### Given data
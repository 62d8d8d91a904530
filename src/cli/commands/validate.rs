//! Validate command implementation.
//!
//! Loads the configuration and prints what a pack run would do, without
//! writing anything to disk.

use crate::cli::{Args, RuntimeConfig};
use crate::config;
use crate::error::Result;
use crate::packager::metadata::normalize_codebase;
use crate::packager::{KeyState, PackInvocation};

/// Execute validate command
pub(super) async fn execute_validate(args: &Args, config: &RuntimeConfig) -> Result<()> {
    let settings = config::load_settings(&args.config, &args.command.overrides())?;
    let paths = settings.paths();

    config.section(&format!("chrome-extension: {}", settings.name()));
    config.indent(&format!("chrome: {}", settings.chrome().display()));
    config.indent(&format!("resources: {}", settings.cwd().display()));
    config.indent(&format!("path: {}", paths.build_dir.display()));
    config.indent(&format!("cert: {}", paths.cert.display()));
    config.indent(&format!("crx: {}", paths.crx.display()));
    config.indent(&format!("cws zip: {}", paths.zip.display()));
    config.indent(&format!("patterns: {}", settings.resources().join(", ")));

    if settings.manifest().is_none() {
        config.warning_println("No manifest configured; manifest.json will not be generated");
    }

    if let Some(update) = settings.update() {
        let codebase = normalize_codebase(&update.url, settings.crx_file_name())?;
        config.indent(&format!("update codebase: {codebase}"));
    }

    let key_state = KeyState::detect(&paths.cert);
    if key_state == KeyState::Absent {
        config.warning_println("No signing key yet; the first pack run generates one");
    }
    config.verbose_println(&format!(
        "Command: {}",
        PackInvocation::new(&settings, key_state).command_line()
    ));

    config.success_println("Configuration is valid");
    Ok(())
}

---

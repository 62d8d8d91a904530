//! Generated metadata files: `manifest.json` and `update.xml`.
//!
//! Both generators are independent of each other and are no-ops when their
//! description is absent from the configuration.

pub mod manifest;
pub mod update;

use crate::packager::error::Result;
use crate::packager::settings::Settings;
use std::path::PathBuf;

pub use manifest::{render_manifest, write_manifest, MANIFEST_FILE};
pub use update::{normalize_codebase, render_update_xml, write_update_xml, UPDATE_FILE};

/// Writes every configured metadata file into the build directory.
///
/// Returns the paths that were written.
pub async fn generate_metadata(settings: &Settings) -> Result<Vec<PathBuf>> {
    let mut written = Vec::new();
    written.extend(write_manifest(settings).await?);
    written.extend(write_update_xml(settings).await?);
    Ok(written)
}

### What this task involves
Determine how many of the lines above include the word "packager", then give that number and nothing else.

### Answer box
4